At times, we all may find ourselves engaging in behaviors that we know are unhealthy for us. Maybe it is over-indulging in comfort food when feeling stressed, or making impulsive purchases online to dull the boredom. Sometimes we may choose to turn to ways of coping that have negative consequences- and perhaps over time, we feel like we no longer have a choice.
So how do we know when a behavior has become compulsive, and what do we do when we feel like we may be losing control? Let’s take a look at the signs of compulsive behavior and what steps to take to break the cycle of compulsion in your life.
How Do I Know if a Behavior is Compulsive?

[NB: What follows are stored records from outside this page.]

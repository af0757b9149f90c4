//! Recipe handlers and handler resolution.
//!
//! Each handler declares the [`RecipeClass`] it accepts. Resolution prefers a
//! handler declared for the exact class and falls back to the first handler,
//! in registration order, declared for an ancestor class.

use std::collections::HashSet;
use std::sync::Arc;

use tracing::error;

use super::wrapper::RecipeWrapper;
use super::{Recipe, RecipeClass};
use crate::isolation::isolate;

/// Turns recipes of one class into wrappers.
///
/// Every method may fail; failures drop the recipe being processed and are
/// logged, but never abort the surrounding batch.
pub trait RecipeHandler: Send + Sync {
    /// The class of recipe this handler accepts.
    fn recipe_class(&self) -> anyhow::Result<RecipeClass>;

    /// UID of the category the recipe belongs to.
    fn category_uid(&self, recipe: &dyn Recipe) -> anyhow::Result<String>;

    /// Whether the recipe should be indexed at all.
    fn is_valid(&self, recipe: &dyn Recipe) -> anyhow::Result<bool>;

    fn wrapper(&self, recipe: &dyn Recipe) -> anyhow::Result<Arc<dyn RecipeWrapper>>;

    /// Name used in diagnostics.
    fn name(&self) -> &str {
        std::any::type_name::<Self>()
    }
}

struct RegisteredHandler {
    class: RecipeClass,
    handler: Arc<dyn RecipeHandler>,
}

/// Registered handlers in registration order, at most one per exact class.
#[derive(Default)]
pub struct HandlerResolver {
    handlers: Vec<RegisteredHandler>,
}

impl HandlerResolver {
    /// Build the handler list.
    ///
    /// Each handler's declared class is read once, here. Handlers whose
    /// class accessor fails are dropped; a second handler for an already
    /// claimed class is dropped in favor of the first.
    pub fn new(handlers: impl IntoIterator<Item = Arc<dyn RecipeHandler>>) -> Self {
        let mut registered = Vec::new();
        let mut classes = HashSet::new();

        for handler in handlers {
            let class = match isolate(|| handler.recipe_class()) {
                Ok(class) => class,
                Err(fault) => {
                    error!("Recipe handler crashed: {}. {}", handler.name(), fault);
                    continue;
                }
            };

            if !classes.insert(class) {
                error!(
                    "A recipe handler has already been registered for this recipe class: {}",
                    class
                );
                continue;
            }

            registered.push(RegisteredHandler { class, handler });
        }

        Self {
            handlers: registered,
        }
    }

    /// Find the handler for a recipe class.
    pub fn resolve(&self, class: &RecipeClass) -> Option<&Arc<dyn RecipeHandler>> {
        self.handlers
            .iter()
            .find(|h| h.class == *class)
            .or_else(|| {
                self.handlers
                    .iter()
                    .find(|h| h.class.is_assignable_from(class))
            })
            .map(|h| &h.handler)
    }

    /// Declared classes, in registration order.
    pub fn classes(&self) -> impl Iterator<Item = RecipeClass> + '_ {
        self.handlers.iter().map(|h| h.class)
    }

    pub fn len(&self) -> usize {
        self.handlers.len()
    }

    pub fn is_empty(&self) -> bool {
        self.handlers.is_empty()
    }
}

Compulsion can be thought of as an uncontrollable urge to repeatedly engage in a behavior, despite the negative consequences. Though a person typically does not want to keep carrying out the behavior, they feel a sense of powerlessness over it. Several examples of compulsive behaviors are gambling, eating, shopping, sexual behavior, and exercise.
In this mental health condition, compulsive behaviors are used to mitigate anxiety brought on by obsessive thoughts. Substance dependency can be classified as a compulsive behavior as well, as it involves continuing to use a substance repeatedly and feeling unable to stop despite the harmful impact.
Some questions that may help you to identify if a behavior is compulsive include:
- Do you find that your day is organized around planning/engaging in the behavior?
- Does this behavior have negative consequences on any area of your life? (such as work, relationships, etc.)
- Do you engage in this behavior in secret?
- Do you find yourself unable to stop the behavior despite numerous attempts to stop or cut back?
If a behavior is negatively impacting your life, yet you feel out of control to stop it, it may be an indication of compulsive behavior. Know that this doesn’t mean you will be stuck in this pattern forever– there are steps you can take to overcome compulsive behavior and take back control of your life.
5 Steps towards Stopping a Compulsive Behavior
1. Explore what is driving the behavior. It can be helpful to spend some time reflecting on what emotions could be underlying the behavior. Is it a distraction from feelings of anxiety, depression, or loneliness? Looking at the roots of the behavior will help you to face what is going on beneath the surface and address these issues.
2. Practice mindfulness. Next time you feel the overwhelming urge to engage in the behavior, be intentional to tune into the present moment. Are there particular emotions or thought patterns that are triggering the need to carry out the behavior? What sensations are you experiencing in your body? Practicing mindfulness before, during, and after engaging in the behavior can help to increase your understanding of what is going on internally and perhaps feel a bit more in control.
3. Try to interrupt the ritual of the behavior. Instead of attempting to quit the behavior entirely, which can feel intimidating, try switching up the time of day in which you do it. Or when the compulsion hits, you might attempt to postpone the behavior for a bit. While you are still engaging in the behavior, interrupting the ritualistic aspect helps you to re-exert some sense of control.
4. Engage in a replacement behavior. It can be very difficult to try to stop a harmful behavior without having anything in place of it. You might identify other behaviors that provide something similar without as many negative consequences.
5. Seek out support. Working with a therapist can be extremely beneficial for helping you to identify what is driving compulsive behavior and addressing the underlying issues.
A therapist can guide you through developing healthy tools for coping with difficult emotions and circumstances, and moving away from behavior that is harmful to you and/or others. Through BetterHelp, you can connect with a licensed professional therapist who is trained to help you work through your challenges with compulsive behavior.
Many people also find healing in support groups that provide a safe space for openly discussing difficulties with compulsive behavior, and connecting with others who experience similar challenges. Support groups such as the 12 Steps are available for many different kinds of addictive behaviors, including Overeaters Anonymous, Sex and Love Addicts Anonymous, and Gamblers Anonymous.
It may feel impossible to break away from a compulsive behavior; at times, you may feel like it is hopeless. It is important to remember that it is possible to overcome compulsive behavior and regain a sense of control over your life. Though it takes time and effort to get to the root of the behavior and move towards healing, there is always hope.